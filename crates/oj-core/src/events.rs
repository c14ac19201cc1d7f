//! Wire-level messages exchanged with the dispatcher. The transport
//! itself lives in the worker binary; these types define the information
//! every message carries.

use serde::{Deserialize, Serialize};

use crate::types::{JudgeStat, LogMap, TaskResult};

/// Sent once on connect, before any event flows.
#[derive(Clone, Debug, Serialize, Deserialize)]
pub struct AuthRequest {
    pub token: String,
}

#[derive(Clone, Copy, Debug, PartialEq, Eq, Serialize, Deserialize)]
#[serde(rename_all = "snake_case")]
pub enum ProblemType {
    Regular,
    SpecialJudge,
    Interactive,
}

/// One submission to judge, as received from the dispatcher.
#[derive(Clone, Debug, Serialize, Deserialize)]
pub struct SubmissionRequest {
    pub id: u64,
    pub problem_id: u64,
    pub code: String,
    pub problem_type: ProblemType,
    /// Flat task table; expanded by `spec::expand_task_table`.
    pub task_table: Vec<Vec<i64>>,
}

#[derive(Clone, Copy, Debug, PartialEq, Eq, Serialize, Deserialize)]
#[serde(rename_all = "snake_case")]
pub enum RejectReason {
    UnsupportedProblem,
}

#[derive(Clone, Debug, PartialEq, Eq, Serialize, Deserialize)]
pub struct SubmissionAck {
    pub id: u64,
    #[serde(default, skip_serializing_if = "Option::is_none")]
    pub reject_reason: Option<RejectReason>,
}

#[derive(Clone, Debug, PartialEq, Serialize, Deserialize)]
pub struct SubmissionResult {
    pub pipeline_success: bool,
    pub final_stat: JudgeStat,
    pub code_length: u64,
    #[serde(default)]
    pub log: LogMap,
}

/// Outbound event stream for one submission: exactly one ack, zero or
/// more progress events, exactly one terminal `Result` or `Exception`.
#[derive(Clone, Debug, Serialize, Deserialize)]
#[serde(rename_all = "snake_case")]
pub enum SubmissionEvent {
    Ack(SubmissionAck),
    PartialStat { values: Vec<TaskResult> },
    Result(SubmissionResult),
    Exception { message: String },
}

impl SubmissionEvent {
    pub fn is_terminal(&self) -> bool {
        matches!(
            self,
            SubmissionEvent::Result(_) | SubmissionEvent::Exception { .. }
        )
    }
}

/// Inbound events from the dispatcher subscription.
#[derive(Clone, Debug, Serialize, Deserialize)]
#[serde(rename_all = "snake_case")]
pub enum ServerEvent {
    RequestJudge(SubmissionRequest),
    AbortTask { id: u64 },
    QueryStatus,
}
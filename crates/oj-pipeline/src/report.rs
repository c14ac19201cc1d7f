//! Parsing of the sandbox's statistics log and the verdict oracle that
//! interprets it.

use std::collections::HashMap;
use std::io::BufRead;
use std::sync::OnceLock;

use anyhow::{Context, Result};
use regex::Regex;

use oj_core::{JudgeError, Verdict};

/// Keys the sandbox must always report; anything less is a corrupt log.
pub const MANDATORY_KEYS: [&str; 4] = [
    "cgroup_memory_failcnt",
    "cgroup_memory_max_usage",
    "exit_normally",
    "time",
];

/// Statistics line grammar: `[S][<pid>] __STAT__:0 [<n>:]<key> = <value>`.
fn stat_line_re() -> &'static Regex {
    static RE: OnceLock<Regex> = OnceLock::new();
    RE.get_or_init(|| {
        Regex::new(r"^\[S\]\[\d+\] __STAT__:0 (?:\d+:)?(\w+)\s+=\s+(.*)$").expect("valid regex")
    })
}

/// Key/value statistics emitted by the sandbox over its log descriptor.
#[derive(Clone, Debug, Default)]
pub struct SandboxReport {
    values: HashMap<String, String>,
}

impl SandboxReport {
    /// Scan a log stream for statistics records; other lines (the
    /// sandbox's chatter) are ignored. Fails when a mandatory key is
    /// absent.
    pub fn parse<R: BufRead>(reader: R) -> Result<Self> {
        let mut values = HashMap::new();
        for line in reader.lines() {
            let line = line.context("failed to read sandbox log")?;
            if let Some(caps) = stat_line_re().captures(&line) {
                values.insert(caps[1].to_string(), caps[2].to_string());
            }
        }

        let report = Self { values };
        for key in MANDATORY_KEYS {
            if !report.values.contains_key(key) {
                return Err(JudgeError::SandboxReportKey(key.to_string()).into());
            }
        }
        Ok(report)
    }

    pub fn get(&self, key: &str) -> Option<&str> {
        self.values.get(key).map(String::as_str)
    }

    fn parse_u64(&self, key: &str) -> Result<u64> {
        let value = self
            .get(key)
            .ok_or_else(|| JudgeError::SandboxReportKey(key.to_string()))?;
        value.parse().map_err(|_| {
            JudgeError::SandboxReportValue {
                key: key.to_string(),
                value: value.to_string(),
            }
            .into()
        })
    }

    /// Wall time of the supervised program, in milliseconds.
    pub fn time_ms(&self) -> Result<u64> {
        self.parse_u64("time")
    }

    /// Peak cgroup memory usage, in bytes.
    pub fn max_memory_bytes(&self) -> Result<u64> {
        self.parse_u64("cgroup_memory_max_usage")
    }

    /// The cgroup hit its memory ceiling at least once.
    pub fn memory_over_limit(&self) -> bool {
        self.get("cgroup_memory_failcnt") != Some("0")
    }

    pub fn exited_normally(&self) -> bool {
        self.get("exit_normally") != Some("false")
    }

    /// Present and not `"false"` means the syscall policy fired.
    pub fn seccomp_violation(&self) -> bool {
        matches!(self.get("seccomp_violation"), Some(v) if v != "false")
    }
}

/// Runner-side observations that feed the oracle alongside the report.
#[derive(Clone, Copy, Debug, Default)]
pub struct RunFlags {
    pub stdout_ole: bool,
    /// The sandbox process itself exited non-zero.
    pub process_failed: bool,
}

/// Derive a verdict from the sandbox report and the runner flags.
///
/// First match wins; `Pending` means no sandbox-level failure and the
/// checker still has to decide.
pub fn determine_verdict(
    report: &SandboxReport,
    time_limit_ms: u64,
    flags: RunFlags,
) -> Result<Verdict> {
    if report.seccomp_violation() {
        return Ok(Verdict::Rf);
    }
    if flags.stdout_ole {
        return Ok(Verdict::Ole);
    }
    if report.memory_over_limit() {
        return Ok(Verdict::Mle);
    }
    if !report.exited_normally() && report.time_ms()? >= time_limit_ms {
        return Ok(Verdict::Tle);
    }
    if flags.process_failed {
        return Ok(Verdict::Re);
    }
    Ok(Verdict::Pending)
}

**Problem to solve:** Go through the records and tally the lines that include "LogMap". Write only the number.

**Response area:** 2